Me falla la sociología, o la
sociopolítica, o el flujo poblacional, que al fin y al cabo me importa un
ardite como se quiera denominar, porque lo que si me importa es que en las
casas de comidas, en los bares, las viejas cocineras locales van siendo
sustituidas por cocineras foráneas que, sin quitarles mérito, calidad, ni
esfuerzo, no son parte del ciclo cultural evolutivo de lo que están cocinando y
caen a veces en tentaciones, en ocasiones muy leves, en otras ocasiones no
tanto, de revisar o sustituir ingredientes que desvirtúan la esencia de lo
cocinado. Por ejemplo: no se pueden cocinar unas patatas a la riojana con
chorizo ibérico, no son lo mismo aunque puedan estar buenas o incluso mejores,
serán otras patatas diferentes. No se puede sustituir en la cocina almeriense
la longaniza local porque el sabor obtenido sería otro y así para prácticamente
cada plato, pueblo, provincia o región. Cada una tiene su sabor y hay que
intentar respetarlo.
Y nos falla finalmente el
interés. Nos falla el apoyo de las instituciones y organismos que deberían de
velar por la preservación de esta herencia cultural. Por su divulgación y
expansión que es la mejor forma de preservación que existe.
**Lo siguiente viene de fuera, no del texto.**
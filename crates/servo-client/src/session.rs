//! 运动会话
//!
//! 会话描述"流什么"：维度类型、轴数、初始设定点、运动参数、控制模式。
//! 会话由激活它的 `StreamingRuntime` 独占；混合时所有权原子地转移到后继会话，
//! 前驱变为 Superseded，此后不可再修改。

use crate::control_mode::ControlModeState;
use crate::error::{Result, StreamError};
use crate::state::{AtomicSessionLifecycle, SessionLifecycle};
use servo_protocol::{
    CartesianPose, ControlModeParameters, DestinationSetpoint, MotionKind, MotionProfile,
    ProtocolError, ServoFlavor,
};
use std::fmt;
use std::sync::Arc;
use std::sync::atomic::{AtomicU64, Ordering};

static NEXT_SESSION_ID: AtomicU64 = AtomicU64::new(1);

/// 会话标识（进程内唯一）
#[derive(Debug, Clone, Copy, PartialEq, Eq, Hash, PartialOrd, Ord)]
pub struct SessionId(u64);

impl SessionId {
    fn next() -> Self {
        Self(NEXT_SESSION_ID.fetch_add(1, Ordering::Relaxed))
    }

    pub fn as_u64(self) -> u64 {
        self.0
    }
}

impl fmt::Display for SessionId {
    fn fmt(&self, f: &mut fmt::Formatter<'_>) -> fmt::Result {
        write!(f, "S{}", self.0)
    }
}

#[derive(Debug)]
struct SessionInner {
    id: SessionId,
    kind: MotionKind,
    axis_count: usize,
    initial_setpoint: DestinationSetpoint,
    profile: MotionProfile,
    flavor: ServoFlavor,
    lifecycle: Arc<AtomicSessionLifecycle>,
    control_mode: ControlModeState,
}

/// 运动会话（廉价克隆的句柄）
#[derive(Debug, Clone)]
pub struct MotionSession {
    inner: Arc<SessionInner>,
}

impl MotionSession {
    /// 关节空间会话，轴数取初始向量长度
    pub fn joint(initial: impl IntoIterator<Item = f64>) -> SessionBuilder {
        let setpoint = DestinationSetpoint::joints(initial);
        let axis_count = setpoint.dimension();
        SessionBuilder::new(setpoint, axis_count)
    }

    /// 笛卡尔空间会话
    ///
    /// 位姿本身不携带轴数，需要显式给出（用于冗余数据和关节阻抗校验）。
    pub fn cartesian(initial: CartesianPose, axis_count: usize) -> SessionBuilder {
        SessionBuilder::new(DestinationSetpoint::cartesian(initial), axis_count)
    }

    /// 从任意设定点构造
    pub fn builder(initial: DestinationSetpoint, axis_count: usize) -> SessionBuilder {
        SessionBuilder::new(initial, axis_count)
    }

    pub fn id(&self) -> SessionId {
        self.inner.id
    }

    pub fn kind(&self) -> MotionKind {
        self.inner.kind
    }

    pub fn axis_count(&self) -> usize {
        self.inner.axis_count
    }

    pub fn initial_setpoint(&self) -> &DestinationSetpoint {
        &self.inner.initial_setpoint
    }

    pub fn profile(&self) -> &MotionProfile {
        &self.inner.profile
    }

    pub fn flavor(&self) -> ServoFlavor {
        self.inner.flavor
    }

    pub fn lifecycle(&self) -> SessionLifecycle {
        self.inner.lifecycle.get()
    }

    /// 控制模式状态（`activate` / `update` / `current`）
    pub fn control_mode(&self) -> &ControlModeState {
        &self.inner.control_mode
    }

    /// 按会话维度校验设定点
    pub fn validate_setpoint(&self, setpoint: &DestinationSetpoint) -> Result<()> {
        setpoint.validate_for(self.inner.kind, self.inner.axis_count)?;
        Ok(())
    }

    pub(crate) fn transition(&self, from: SessionLifecycle, to: SessionLifecycle) -> bool {
        self.inner.lifecycle.compare_exchange(from, to)
    }

    pub(crate) fn set_lifecycle(&self, to: SessionLifecycle) {
        self.inner.lifecycle.set(to);
    }
}

impl fmt::Display for MotionSession {
    fn fmt(&self, f: &mut fmt::Formatter<'_>) -> fmt::Result {
        write!(
            f,
            "{} ({} {:?}, {} axes, {})",
            self.inner.id,
            self.inner.kind,
            self.inner.flavor,
            self.inner.axis_count,
            self.inner.lifecycle.get()
        )
    }
}

/// 会话构造器
#[derive(Debug, Clone)]
pub struct SessionBuilder {
    initial: DestinationSetpoint,
    axis_count: usize,
    profile: MotionProfile,
    flavor: ServoFlavor,
    control_mode: ControlModeParameters,
}

impl SessionBuilder {
    fn new(initial: DestinationSetpoint, axis_count: usize) -> Self {
        Self {
            initial,
            axis_count,
            profile: MotionProfile::default(),
            flavor: ServoFlavor::default(),
            control_mode: ControlModeParameters::PositionOnly,
        }
    }

    pub fn profile(mut self, profile: MotionProfile) -> Self {
        self.profile = profile;
        self
    }

    pub fn flavor(mut self, flavor: ServoFlavor) -> Self {
        self.flavor = flavor;
        self
    }

    /// 初始控制模式（构造时经 `activate()` 校验）
    pub fn control_mode(mut self, params: impl Into<ControlModeParameters>) -> Self {
        self.control_mode = params.into();
        self
    }

    /// 校验并创建会话（生命周期为 Created）
    pub fn build(self) -> Result<MotionSession> {
        if self.axis_count == 0 {
            return Err(StreamError::Validation(ProtocolError::DimensionMismatch {
                field: "axis_count",
                expected: 1,
                actual: 0,
            }));
        }
        self.profile.validate()?;
        let kind = self.initial.kind();
        self.initial.validate_for(kind, self.axis_count)?;

        let lifecycle = Arc::new(AtomicSessionLifecycle::new(SessionLifecycle::Created));
        let control_mode = ControlModeState::new(lifecycle.clone(), self.axis_count);
        control_mode.activate(self.control_mode)?;

        Ok(MotionSession {
            inner: Arc::new(SessionInner {
                id: SessionId::next(),
                kind,
                axis_count: self.axis_count,
                initial_setpoint: self.initial,
                profile: self.profile,
                flavor: self.flavor,
                lifecycle,
                control_mode,
            }),
        })
    }
}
Nos falla el interés porque
recorriendo las ciudades españolas en visto en todas creperies, hamburgueserías
y pizzerías, pero aquellos que las utilizaban ignoraban lo que eran, o nunca
habían probado, las filloas, los frisuelos, los fardeles o los figatells. He
visto comprar en las tiendas e hipermercados patés a quienes no han oído ni
siquiera hablar del ajipuerco o la cachuela. He recorrido panaderías y
pastelerías levantinas donde se vendían pizzas a diario pero no había cocas
salvo los fines de semana. He visto como al lado de heladerías tradicionales de
excepcional calidad la juventud acudía a franquicias de llamativos colores y
una muy inferior calidad. He sufrido en
restaurantes españoles que me ofrezcan un sinfín de ginebras pero no sepan lo
que es una palomita y ni siquiera tengan anís para prepararla. Sufro
continuamente en los bares y restaurantes cierta marca de vermouth extranjero
que acapara el mercado en detrimento de marcas españolas de mayor calidad y
mejor precio. Y seguro que no lo he visto, oído, ni observado todo. Pero si lo
suficiente.
Tal vez algunos me tachen de
alarmista, de agorero, pero si nadie lo remedia a la vuelta de unos años
podremos ir tachando de nuestra memoria, uno a uno, o en bloques, los platos
que comieron nuestros abuelos, y de paso los pueblos y tradiciones que dieron
lugar a su creación. Y ese día seremos un poco más pobres, un poco menos
satisfechos, un poco más “extranjeros”.